The company evaluated some 30 possible locations in the United States, Canada and Mexico before finally selecting Columbus. “It has a great workforce and world-class educational institutions,” says Brewster, who played a key role in starting another Paccar plant, the Peterbilt factory in Denton, TX, back in 1980. “State and local community leaders were very proactive and presented us with an excellent [financial] package that focused on building a long-term relationship.”
The proximity of Mississippi State University was a major factor in locating the plant in Columbus, says Brewster. In fact, Paccar donated $2 million to the university’s Center for Advanced Vehicular Systems, and it endowed the university’s chair for mechanical engineering.
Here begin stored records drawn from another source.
mod error;
mod handlers;
mod router;
mod types;

pub use router::handle_request;
pub use types::{AppState, Request};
Logistics was another reason for locating in Columbus. “We receive castings and other engine components from around the world-Europe, South America, North America and Asia-so sophisticated planning systems and material delivery processes are an important part of our operation,” says Brewster.
The plant currently employs 103 people, but it could employ as much as 500 at full capacity. “When we began hiring, we had over 10,000 applications,” Brewster recalls.
After an initial screening, candidates went through a lengthy evaluation process to assess their multitasking ability, attention to detail, dexterity, computer skills and other traits. Those who made the cut received extensive training at a facility next door to the plant.
Paccar’s assembly process combines highly skilled technicians, advanced manufacturing equipment, and information systems. “We emphasize the use of robotics for quality-critical assembly operations...or areas where ergonomics or safety is a consideration,” says Brewster. “For example, cylinder head bolts are torqued to a very high level. To do that manually requires a lot of energy, so for quality and ergonomics considerations, we automated that.”
Like the engines it assembles, the plant was designed to be environmentally friendly. A landfill-free facility, the plant uses returnable containers to eliminate dunnage waste. Robots apply water-borne paint.
“We expect great things from the Columbus factory,” says Brewster.
Editor’s note: “Moving Forward” is a regular series profiling new or expanding assembly plants. If you know a facility that’s opening, growing or investing in new equipment, we’d like to hear about it. Send an e-mail to John Sprovieri, editor of ASSEMBLY, at firstname.lastname@example.org, or call 847-405-4068.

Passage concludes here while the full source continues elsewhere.